The recent European Court of Justice case of Coleman v Attridge Law demonstrates the potentially radical changes the Tribunal System can affect in day-to-day life. Sharon Coleman worked as a legal secretary for a firm of solicitors called Attridge Law. Her son was disabled within the meaning of the Disability Discrimination Act 1995. She was not. His disability required that she take more time off and consequently more paid leave to care for her son. Attridge Law refused to grant her the same flexibility in her working arrangements as those of colleagues with non-disabled children. She was then subjected to disciplinary action and Attridge Law failed to deal properly with a formal grievance she lodged against her ill-treatment. Sponsored by the Commission for Equality and Human Rights she brought a claim for constructive dismissal and disability discrimination against the firm.
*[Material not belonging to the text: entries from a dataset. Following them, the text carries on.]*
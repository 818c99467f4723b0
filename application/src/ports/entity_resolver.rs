//! Entity lookup port
//!
//! Resolves ids in tool arguments to display names for confirmation prompts.

use async_trait::async_trait;
use ledger_domain::UserId;

#[async_trait]
pub trait EntityResolver: Send + Sync {
    /// Display name of the user's task `task_id`, if it exists.
    async fn task_name(&self, user_id: &UserId, task_id: &str) -> Option<String>;
}

/// Resolver that never finds anything.
pub struct NoEntityResolver;

#[async_trait]
impl EntityResolver for NoEntityResolver {
    async fn task_name(&self, _user_id: &UserId, _task_id: &str) -> Option<String> {
        None
    }
}
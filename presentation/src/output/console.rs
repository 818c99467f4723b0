//! Console output for assistant turns

use super::EventSink;
use chrono::{DateTime, Utc};
use colored::Colorize;
use ledger_application::{ApprovalOutcome, AssistantReply};
use ledger_domain::{
    ActionId, ChatEvent, Conversation, ConversationId, DoneReason, PendingAction,
    PendingActionSummary, ToolArguments,
};
use serde_json::Value;
use std::io::{self, Write};

/// Formats assistant output for console display
pub struct ConsoleFormatter;

impl ConsoleFormatter {
    /// `key=value` pairs in key order; strings unquoted.
    pub fn format_args(args: &ToolArguments) -> String {
        let mut pairs: Vec<(&String, &Value)> = args.iter().collect();
        pairs.sort_by_key(|(k, _)| *k);
        pairs
            .into_iter()
            .map(|(k, v)| match v {
                Value::String(s) => format!("{}={}", k, s),
                other => format!("{}={}", k, other),
            })
            .collect::<Vec<_>>()
            .join(", ")
    }

    /// First eight characters of an action id, enough to select it.
    pub fn short_id(id: &ActionId) -> &str {
        let s = id.as_str();
        s.char_indices().nth(8).map(|(i, _)| &s[..i]).unwrap_or(s)
    }

    pub fn format_tool_use(
        tool_name: &str,
        args: &ToolArguments,
        requires_confirmation: bool,
    ) -> String {
        let marker = if requires_confirmation {
            " (needs confirmation)".yellow().to_string()
        } else {
            String::new()
        };
        format!(
            "  {} {}({}){}",
            "->".cyan(),
            tool_name.bold(),
            Self::format_args(args).dimmed(),
            marker
        )
    }

    pub fn format_tool_result(tool_name: &str, success: bool, error: Option<&str>) -> String {
        if success {
            format!("  {} {}", "v".green(), tool_name)
        } else {
            format!(
                "  {} {}: {}",
                "x".red(),
                tool_name,
                error.unwrap_or("failed").red()
            )
        }
    }

    fn expires_in(expires_at: DateTime<Utc>, now: DateTime<Utc>) -> String {
        let left = expires_at - now;
        if left.num_seconds() <= 0 {
            "expired".to_string()
        } else {
            format!("expires in {}m {:02}s", left.num_minutes(), left.num_seconds() % 60)
        }
    }

    pub fn format_pending(summary: &PendingActionSummary, now: DateTime<Utc>) -> String {
        let args = summary.display_args.as_ref().unwrap_or(&summary.tool_args);
        format!(
            "  {} {} [{}] {}\n      {}",
            "?".yellow().bold(),
            summary.tool_name.bold(),
            Self::short_id(&summary.id).cyan(),
            Self::expires_in(summary.expires_at, now).dimmed(),
            Self::format_args(args)
        )
    }

    /// Numbered list of live actions, as selected by `/approve <n>`.
    pub fn format_pending_list(actions: &[PendingAction], now: DateTime<Utc>) -> String {
        if actions.is_empty() {
            return "No pending actions.".dimmed().to_string();
        }
        let mut output = format!("{}\n", "Pending actions:".cyan().bold());
        for (i, action) in actions.iter().enumerate() {
            output.push_str(&format!(
                "{:>3}. {}\n",
                i + 1,
                Self::format_pending(&PendingActionSummary::from(action), now).trim_start()
            ));
        }
        output
    }

    fn approval_hint() -> String {
        "Use /approve <n> or /reject <n> to decide.".dimmed().to_string()
    }

    /// Final text of a turn-based exchange plus anything awaiting a decision.
    pub fn format_reply(reply: &AssistantReply, now: DateTime<Utc>) -> String {
        let mut output = reply.response_text.clone();
        if reply.truncated {
            output.push_str(&format!(
                "\n\n{}",
                "(stopped after reaching the tool round limit)".yellow()
            ));
        }
        if !reply.pending_actions.is_empty() {
            output.push_str(&format!("\n\n{}\n", "Awaiting your confirmation:".yellow().bold()));
            for summary in &reply.pending_actions {
                output.push_str(&Self::format_pending(summary, now));
                output.push('\n');
            }
            output.push_str(&Self::approval_hint());
        }
        output
    }

    pub fn format_approval(outcome: &ApprovalOutcome) -> String {
        if outcome.success {
            let result = outcome
                .result
                .as_ref()
                .map(|r| serde_json::to_string_pretty(r).unwrap_or_else(|_| r.to_string()))
                .unwrap_or_default();
            format!("{} {}", "Done.".green().bold(), result)
        } else {
            format!(
                "{} {}",
                "Failed:".red().bold(),
                outcome.error.as_deref().unwrap_or("unknown error")
            )
        }
    }

    pub fn format_conversations(
        conversations: &[Conversation],
        current: Option<&ConversationId>,
    ) -> String {
        if conversations.is_empty() {
            return "No conversations yet.".dimmed().to_string();
        }
        conversations
            .iter()
            .map(|c| {
                let marker = if Some(&c.id) == current { "*" } else { " " };
                format!(
                    "{} {} {} {}",
                    marker,
                    c.id.as_str().cyan(),
                    c.title,
                    c.updated_at.format("%Y-%m-%d %H:%M").to_string().dimmed()
                )
            })
            .collect::<Vec<_>>()
            .join("\n")
    }

    /// Indent a multi-line string
    pub fn indent(text: &str, prefix: &str) -> String {
        text.lines()
            .map(|line| format!("{}{}", prefix, line))
            .collect::<Vec<_>>()
            .join("\n")
    }
}

/// Streams a turn to the console as it happens.
///
/// Text fragments are written without line breaks of their own; tool
/// activity starts on a fresh line.
pub struct ConsoleRenderer<W: Write> {
    out: W,
    mid_line: bool,
}

impl<W: Write> ConsoleRenderer<W> {
    pub fn new(out: W) -> Self {
        Self {
            out,
            mid_line: false,
        }
    }

    pub fn into_inner(self) -> W {
        self.out
    }

    fn line(&mut self, text: &str) -> io::Result<()> {
        if self.mid_line {
            writeln!(self.out)?;
            self.mid_line = false;
        }
        writeln!(self.out, "{}", text)
    }
}

impl<W: Write> EventSink for ConsoleRenderer<W> {
    fn emit(&mut self, event: &ChatEvent) -> io::Result<()> {
        match event {
            ChatEvent::Text { content } => {
                write!(self.out, "{}", content)?;
                self.mid_line = !content.ends_with('\n');
            }
            ChatEvent::ToolUse {
                tool_name,
                tool_args,
                requires_confirmation,
                ..
            } => {
                let line =
                    ConsoleFormatter::format_tool_use(tool_name, tool_args, *requires_confirmation);
                self.line(&line)?;
            }
            ChatEvent::ToolResult {
                tool_name,
                success,
                error,
                pending_action,
                ..
            } => match pending_action {
                Some(summary) => {
                    let line = ConsoleFormatter::format_pending(summary, Utc::now());
                    self.line(&line)?;
                }
                None => {
                    let line =
                        ConsoleFormatter::format_tool_result(tool_name, *success, error.as_deref());
                    self.line(&line)?;
                }
            },
            ChatEvent::Error { message } => {
                let line = format!("{} {}", "Error:".red().bold(), message);
                self.line(&line)?;
            }
            ChatEvent::Done { reason, .. } => {
                match reason {
                    DoneReason::MaxIterations => {
                        let line = "(stopped after reaching the tool round limit)"
                            .yellow()
                            .to_string();
                        self.line(&line)?;
                    }
                    DoneReason::Complete | DoneReason::Error => {
                        if self.mid_line {
                            writeln!(self.out)?;
                            self.mid_line = false;
                        }
                    }
                }
            }
        }
        self.out.flush()
    }
}
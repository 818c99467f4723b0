//! Presentation layer for ledger-assistant
//!
//! This crate contains CLI definitions, the chat REPL, output formatters
//! and progress display.

pub mod chat;
pub mod cli;
pub mod output;
pub mod progress;

pub use chat::{ChatRepl, ChatSession, ReplCommand, SessionError};
pub use cli::commands::{Cli, OutputFormat};
pub use output::{ConsoleFormatter, ConsoleRenderer, EventSink, NdjsonWriter};
pub use progress::WaitingSpinner;
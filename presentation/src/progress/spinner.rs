//! Spinner shown while waiting on the provider

use indicatif::{ProgressBar, ProgressStyle};
use std::time::Duration;

/// Spins until the first event of a turn arrives.
pub struct WaitingSpinner {
    bar: Option<ProgressBar>,
}

impl WaitingSpinner {
    pub fn start(message: &str) -> Self {
        let bar = ProgressBar::new_spinner();
        if let Ok(style) = ProgressStyle::default_spinner().template("{spinner:.green} {msg}") {
            bar.set_style(style);
        }
        bar.set_message(message.to_string());
        bar.enable_steady_tick(Duration::from_millis(80));
        Self { bar: Some(bar) }
    }

    /// No-op spinner for non-interactive output.
    pub fn hidden() -> Self {
        Self { bar: None }
    }

    /// Clear the spinner. Safe to call more than once.
    pub fn stop(&mut self) {
        if let Some(bar) = self.bar.take() {
            bar.finish_and_clear();
        }
    }

    pub fn is_active(&self) -> bool {
        self.bar.is_some()
    }
}

impl Drop for WaitingSpinner {
    fn drop(&mut self) {
        self.stop();
    }
}
//! Tool domain module
//!
//! This module defines the core abstractions for the assistant's **Tool
//! System**: how the LLM operates the product (list tasks, create an invoice,
//! schedule a reminder) through structured calls.
//!
//! ```text
//! ┌──────────────┐    ┌──────────────┐    ┌──────────────┐
//! │ ToolCatalog  │───▶│ ToolCall     │───▶│ ToolResult   │
//! │ (definitions)│    │ (provider id)│    │ (tool msg)   │
//! └──────────────┘    └──────────────┘    └──────────────┘
//! ```
//!
//! # Confirmation
//!
//! Each [`ToolDefinition`] carries a `requires_confirmation` flag. Calls to a
//! confirmed tool are never executed inline: the engine turns them into a
//! pending action that the user approves or rejects later.
//!
//! | Tool | Confirmation |
//! |------|--------------|
//! | `listTasks`, `listReminders` | No (runs immediately) |
//! | `createInvoice`, `createReminder` | Yes (deferred) |
//!
//! # Architecture
//!
//! - **Domain** (this module): definitions, calls, results, validation
//! - **Application** (`ToolExecutorPort`, `ToolHandler`): execution contract
//! - **Infrastructure** (`ToolRegistry`): name → handler routing

pub mod entities;
pub mod traits;
pub mod value_objects;

pub use entities::{
    ArgumentsExt, ToolArguments, ToolCall, ToolCatalog, ToolDefinition, ToolParameter,
    arguments_from_value,
};
pub use traits::{DefaultToolValidator, ToolValidator};
pub use value_objects::{ToolError, ToolResult};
At the prehearing review the tribunal chair decided that the question of whether discrimination by way of association with a disabled person is prohibited by the Equal Treatment Framework Directive should be referred for a preliminary ruling. On 17th July 2008 the ECJ decided that the Directive and, in particular, Articles 1 , 2(1) and (2)(a) had to be interpreted as meaning that the prohibition of direct discrimination laid down by those provisions was not limited only to people who were themselves disabled. Moreover, Articles 1 and 2(1) of the Directive had to be interpreted as meaning that the prohibition of harassment laid down by those provisions was not limited to applicants who were themselves actually disabled. Sharon Coleman, as an associate, was found to have an action against Attridge Law for disability discrimination and harassment.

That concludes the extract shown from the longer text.